-- Opening Marker --

//! Reconciled stream commands

use anyhow::{Context, Result};
use colored::Colorize;
use fleet_core::models::{EntityKind, FleetStatus, ReconciledView};
use tabled::Tabled;

use crate::client::{ApiClient, ReloadResponse, StreamResponse};
use crate::output::{color_status, or_dash, print_rows, print_success, print_warning, OutputFormat};

#[derive(Tabled)]
struct ViewRow {
    #[tabled(rename = "Namespace")]
    namespace: String,
    #[tabled(rename = "Name")]
    name: String,
    #[tabled(rename = "Status")]
    status: String,
    #[tabled(rename = "Live")]
    live: String,
    #[tabled(rename = "Replicas")]
    replicas: String,
    #[tabled(rename = "Address")]
    address: String,
}

impl From<&ReconciledView> for ViewRow {
    fn from(view: &ReconciledView) -> Self {
        let address = view
            .inventory
            .as_ref()
            .and_then(|inv| inv.address.as_deref())
            .or_else(|| view.live.as_ref().and_then(|live| live.internal_address.as_deref()));

        Self {
            namespace: or_dash(view.identity.namespace.as_deref()),
            name: view.identity.name.clone(),
            status: color_status(view.status),
            live: or_dash(view.live_status()),
            replicas: view
                .replicas()
                .map(|r| format!("{}/{}", r.ready, r.desired))
                .unwrap_or_else(|| "-".to_string()),
            address: or_dash(address),
        }
    }
}

/// Show the reconciled view of one kind
pub async fn get_stream(
    client: &ApiClient,
    kind: &str,
    namespace: Option<String>,
    status: Option<String>,
    refresh: bool,
    format: OutputFormat,
) -> Result<()> {
    let kind: EntityKind = kind.parse().context("Unsupported kind")?;
    let status: Option<FleetStatus> = status
        .as_deref()
        .map(str::parse::<FleetStatus>)
        .transpose()
        .map_err(|e: String| anyhow::anyhow!(e))?;

    let path = if refresh {
        format!("api/v1/streams/{}?refresh=true", kind.plural())
    } else {
        format!("api/v1/streams/{}", kind.plural())
    };
    let mut stream: StreamResponse = client.get(&path).await?;

    stream.views.retain(|view| {
        namespace
            .as_deref()
            .map_or(true, |ns| view.identity.namespace.as_deref() == Some(ns))
            && status.map_or(true, |s| view.status == s)
    });

    if let OutputFormat::Table = format {
        if let Some(error) = &stream.error {
            print_warning(&format!("Last refresh failed, showing previous data: {}", error));
        }
        if !stream.live_available {
            print_warning("Live cluster state is unavailable");
        }
    }

    let rows: Vec<ViewRow> = stream.views.iter().map(ViewRow::from).collect();
    print_rows(rows, &stream, format);

    if let (OutputFormat::Table, Some(fetched_at)) = (format, stream.fetched_at) {
        println!(
            "{}",
            format!("epoch {} fetched {}", stream.epoch, fetched_at.format("%Y-%m-%d %H:%M:%S UTC")).dimmed()
        );
    }

    Ok(())
}

/// Force a load of one kind
pub async fn reload_stream(client: &ApiClient, kind: &str, format: OutputFormat) -> Result<()> {
    let kind: EntityKind = kind.parse().context("Unsupported kind")?;
    let path = format!("api/v1/streams/{}/reload", kind.plural());
    let result: ReloadResponse = client.post(&path, &serde_json::json!({})).await?;

    match format {
        OutputFormat::Json => crate::output::print_json(&result),
        OutputFormat::Table => match result.epoch {
            Some(epoch) => print_success(&format!("{} reloaded (epoch {})", kind.plural(), epoch)),
            None => print_warning(&format!("{} reload {}", kind.plural(), result.outcome)),
        },
    }

    Ok(())
}
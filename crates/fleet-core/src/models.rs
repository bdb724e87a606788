//! Core data models for the fleet console
//!
//! Inventory and live records are the raw inputs from the two sources;
//! [`ReconciledView`] is the merged, display-ready output of one
//! reconciliation cycle.

use chrono::{DateTime, Utc};
use serde::{Deserialize, Serialize};
use std::fmt;
use std::str::FromStr;
use thiserror::Error;

/// Kind of fleet entity tracked by the console
#[derive(Debug, Clone, Copy, PartialEq, Eq, Hash, PartialOrd, Ord, Serialize, Deserialize)]
#[serde(rename_all = "lowercase")]
pub enum EntityKind {
    #[serde(alias = "nodes")]
    Node,
    #[serde(alias = "deployments")]
    Deployment,
    #[serde(alias = "statefulsets")]
    StatefulSet,
    #[serde(alias = "daemonsets")]
    DaemonSet,
    #[serde(alias = "cronjobs")]
    CronJob,
    #[serde(alias = "namespaces")]
    Namespace,
    #[serde(alias = "services")]
    Service,
    #[serde(alias = "ingresses")]
    Ingress,
    #[serde(alias = "pods")]
    Pod,
    #[serde(alias = "jobs")]
    Job,
}
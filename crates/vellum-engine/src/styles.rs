//! Style caches
//!
//! Three tiers per node, each memoized separately:
//! - own: the parsed inline `style` attribute
//! - cascaded: presentation attributes + CSS index entry + own style
//! - specified: inherited through style-bearing ancestors
//!
//! Clearing cascaded is node-local; clearing specified walks the
//! whole subtree, because an ancestor's specified style is an input
//! to every descendant's.

use std::rc::Rc;

use vellum_css::Style;
use vellum_dom::NodeId;

use crate::SvgDocument;

/// SVG presentation attributes that participate in the cascade.
pub(crate) static PRESENTATION_ATTRS: &[&str] = &[
    "alignment-baseline",
    "baseline-shift",
    "clip",
    "clip-path",
    "clip-rule",
    "color",
    "color-interpolation",
    "color-interpolation-filters",
    "color-profile",
    "color-rendering",
    "cursor",
    "direction",
    "display",
    "dominant-baseline",
    "enable-background",
    "fill",
    "fill-opacity",
    "fill-rule",
    "filter",
    "flood-color",
    "flood-opacity",
    "font-family",
    "font-size",
    "font-size-adjust",
    "font-stretch",
    "font-style",
    "font-variant",
    "font-weight",
    "glyph-orientation-horizontal",
    "glyph-orientation-vertical",
    "image-rendering",
    "kerning",
    "letter-spacing",
    "lighting-color",
    "marker-end",
    "marker-mid",
    "marker-start",
    "mask",
    "opacity",
    "overflow",
    "pointer-events",
    "shape-rendering",
    "stop-color",
    "stop-opacity",
    "stroke",
    "stroke-dasharray",
    "stroke-dashoffset",
    "stroke-linecap",
    "stroke-linejoin",
    "stroke-miterlimit",
    "stroke-opacity",
    "stroke-width",
    "text-anchor",
    "text-decoration",
    "text-rendering",
    "transform",
    "transform-origin",
    "unicode-bidi",
    "vector-effect",
    "visibility",
    "word-spacing",
    "writing-mode",
];

/// Presentation attributes that never enter the cascaded style:
/// clipping, masking, and transforms are geometry, not paint.
pub(crate) static CASCADE_EXCLUDES: &[&str] =
    &["clip", "clip-path", "mask", "transform", "transform-origin"];

pub(crate) fn is_presentation(name: &str) -> bool {
    PRESENTATION_ATTRS.contains(&name)
}

impl SvgDocument {
    /// The node's parsed inline style. Parsed once, then served from
    /// cache until a style setter runs.
    pub fn own_style(&mut self, node: NodeId) -> Rc<Style> {
        if let Some(s) = &self.caches[node.index()].own_style {
            return Rc::clone(s);
        }
        let text = self.attr(node, "style").unwrap_or("").to_string();
        let style = Rc::new(Style::parse(&text));
        self.caches[node.index()].own_style = Some(Rc::clone(&style));
        style
    }

    /// Replace the node's inline style: re-serializes the attribute
    /// (removing it when empty) and drops the styles built on top of
    /// it, plus any cached boxes that depended on them.
    pub fn set_style(&mut self, node: NodeId, style: Style) {
        let text = style.to_attr();
        if text.is_empty() {
            self.write_remove_attr(node, "style");
        } else {
            self.write_attr(node, "style", &text);
        }
        self.caches[node.index()].own_style = Some(Rc::new(style));
        self.clear_cascaded_style(node);
        self.clear_specified_style(node);
        self.clear_bbox_around(node);
    }

    /// Set one inline style property. `None` removes the key instead
    /// of storing an empty value.
    pub fn set_style_property(&mut self, node: NodeId, name: &str, value: Option<&str>) {
        let mut style = (*self.own_style(node)).clone();
        match value {
            Some(v) => style.set(name, v),
            None => {
                style.remove(name);
            }
        }
        self.set_style(node, style);
    }

    /// The node's style including CSS: presentation attributes,
    /// overridden by the CSS index entry for this node's id,
    /// overridden by the inline style. Selector matching happened
    /// once at index build time; this is parse-and-merge only.
    pub fn cascaded_style(&mut self, node: NodeId) -> Rc<Style> {
        if let Some(s) = &self.caches[node.index()].cascaded {
            return Rc::clone(s);
        }
        let css_entry = self.css_style(node);
        let own = self.own_style(node);

        let mut result = Style::new();
        if let Some(el) = self.tree.node(node).as_element() {
            for (name, value) in el.attrs() {
                if is_presentation(name)
                    && !CASCADE_EXCLUDES.contains(&name)
                    && own.get(name).is_none()
                {
                    result.set(name, value);
                }
            }
        }
        if let Some(css) = css_entry {
            result.merge(&css);
        }
        result.merge(&own);

        let rc = Rc::new(result);
        self.caches[node.index()].cascaded = Some(Rc::clone(&rc));
        rc
    }

    /// The node's style with inheritance: a style-bearing parent's
    /// specified style composed with this node's cascaded style.
    pub fn specified_style(&mut self, node: NodeId) -> Rc<Style> {
        if let Some(s) = &self.caches[node.index()].specified {
            return Rc::clone(s);
        }
        let parent = self.tree.parent(node).filter(|&p| self.is_style_bearing(p));
        let result = match parent {
            Some(p) => {
                let inherited = self.specified_style(p);
                let cascaded = self.cascaded_style(node);
                inherited.add(&cascaded)
            }
            None => (*self.cascaded_style(node)).clone(),
        };
        let rc = Rc::new(result);
        self.caches[node.index()].specified = Some(Rc::clone(&rc));
        rc
    }

    /// Drop the cached cascaded style of this node only.
    pub fn clear_cascaded_style(&mut self, node: NodeId) {
        self.caches[node.index()].cascaded = None;
    }

    /// Drop the cached specified style of this node and every element
    /// in its subtree.
    pub fn clear_specified_style(&mut self, node: NodeId) {
        for d in self.tree.descendants(node) {
            self.caches[d.index()].specified = None;
        }
    }

    fn is_style_bearing(&self, node: NodeId) -> bool {
        node == self.root
            || self
                .category(node)
                .is_some_and(|c| c.is_style_bearing())
    }
}
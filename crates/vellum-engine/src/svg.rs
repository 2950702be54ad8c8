//! SVG loading and serialization
//!
//! Parses SVG text into a document (namespace prefixes are dropped;
//! `xlink:href` and `sodipodi:namedview` read by local name),
//! registers ids in two phases so generated ids never collide with
//! declared ones, and collects `<style>` sheets in document order.
//! Serialization walks the tree back out with standard escaping.

use std::collections::HashSet;

use vellum_dom::{DomTree, NodeData, NodeId};

use crate::identity::IdentityIndex;
use crate::SvgDocument;

/// Document loading errors.
#[derive(Debug, thiserror::Error)]
pub enum LoadError {
    #[error("invalid XML: {0}")]
    Xml(#[from] roxmltree::Error),
    #[error("root element is not <svg>")]
    NotSvg,
}

impl SvgDocument {
    /// Parse an SVG string into a document, building the identity
    /// index with a full tree scan. Declared ids register first (last
    /// one wins on duplicates, no error); everything else gets a
    /// generated id afterwards.
    pub fn parse(text: &str) -> Result<SvgDocument, LoadError> {
        let xml = roxmltree::Document::parse(text)?;
        let xroot = xml.root_element();
        if xroot.tag_name().name() != "svg" {
            return Err(LoadError::NotSvg);
        }

        let mut tree = DomTree::new();
        let root = build_node(&mut tree, xroot);
        let mut doc = SvgDocument {
            tree,
            root,
            caches: Vec::new(),
            ids: IdentityIndex::new(),
            stylesheets: Vec::new(),
            css: None,
            docsize: None,
            text_provider: None,
            bbox_guard: HashSet::new(),
        };
        doc.sync_caches();

        let all = doc.tree.descendants(root);
        for &d in &all {
            doc.caches[d.index()].attached = true;
        }
        for &d in &all {
            if let Some(id) = doc.attr(d, "id").map(String::from) {
                doc.ids.register(id, d);
            }
        }
        for &d in &all {
            if doc.attr(d, "id").is_none() {
                let prefix = doc.tag(d).unwrap_or("node").to_string();
                let fresh = doc.ids.generate(&prefix);
                doc.write_attr(d, "id", &fresh);
                doc.ids.register(fresh, d);
            }
        }

        for &d in &all {
            if doc.tag(d) == Some("style") {
                let mut css = String::new();
                for &child in doc.tree.children(d) {
                    if let Some(t) = doc.tree.node(child).as_text() {
                        css.push_str(t);
                    }
                }
                doc.stylesheets.push(vellum_css::parse_stylesheet(&css));
            }
        }
        Ok(doc)
    }

    /// Serialize the document back to SVG text.
    pub fn to_svg_string(&self) -> String {
        let mut out = String::new();
        write_node(&self.tree, self.root, true, &mut out);
        out
    }
}

fn build_node(tree: &mut DomTree, xnode: roxmltree::Node<'_, '_>) -> NodeId {
    let id = tree.create_element(xnode.tag_name().name());
    for attr in xnode.attributes() {
        if let Some(el) = tree.node_mut(id).as_element_mut() {
            el.set_attr(attr.name(), attr.value());
        }
    }
    for child in xnode.children() {
        if child.is_element() {
            let c = build_node(tree, child);
            tree.append(id, c);
        } else if child.is_text() {
            let text = child.text().unwrap_or("");
            if !text.trim().is_empty() {
                let c = tree.create_text(text);
                tree.append(id, c);
            }
        } else if child.is_comment() {
            let c = tree.create_comment(child.text().unwrap_or(""));
            tree.append(id, c);
        }
    }
    id
}

fn write_node(tree: &DomTree, node: NodeId, is_root: bool, out: &mut String) {
    match tree.node(node).data() {
        NodeData::Element(el) => {
            out.push('<');
            out.push_str(el.tag());
            if is_root && el.attr("xmlns").is_none() {
                out.push_str(" xmlns=\"http://www.w3.org/2000/svg\"");
            }
            for (name, value) in el.attrs() {
                out.push(' ');
                out.push_str(name);
                out.push_str("=\"");
                escape_into(value, true, out);
                out.push('"');
            }
            let children = tree.children(node);
            if children.is_empty() {
                out.push_str("/>");
            } else {
                out.push('>');
                for &child in children {
                    write_node(tree, child, false, out);
                }
                out.push_str("</");
                out.push_str(el.tag());
                out.push('>');
            }
        }
        NodeData::Text(t) => escape_into(t, false, out),
        NodeData::Comment(c) => {
            out.push_str("<!--");
            out.push_str(c);
            out.push_str("-->");
        }
    }
}

fn escape_into(value: &str, in_attr: bool, out: &mut String) {
    for c in value.chars() {
        match c {
            '&' => out.push_str("&amp;"),
            '<' => out.push_str("&lt;"),
            '>' => out.push_str("&gt;"),
            '"' if in_attr => out.push_str("&quot;"),
            _ => out.push(c),
        }
    }
}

-- Closing Marker --

» **TASK TO COMPLETE**:
Begin at the first line of the material and transcribe each line exactly. End with the line containing "impl From<&ReconciledView> for", and give nothing else.

» **ANSWER**:
//! Reconciled stream commands

use anyhow::{Context, Result};
use colored::Colorize;
use fleet_core::models::{EntityKind, FleetStatus, ReconciledView};
use tabled::Tabled;

use crate::client::{ApiClient, ReloadResponse, StreamResponse};
use crate::output::{color_status, or_dash, print_rows, print_success, print_warning, OutputFormat};

#[derive(Tabled)]
struct ViewRow {
    #[tabled(rename = "Namespace")]
    namespace: String,
    #[tabled(rename = "Name")]
    name: String,
    #[tabled(rename = "Status")]
    status: String,
    #[tabled(rename = "Live")]
    live: String,
    #[tabled(rename = "Replicas")]
    replicas: String,
    #[tabled(rename = "Address")]
    address: String,
}

impl From<&ReconciledView> for ViewRow {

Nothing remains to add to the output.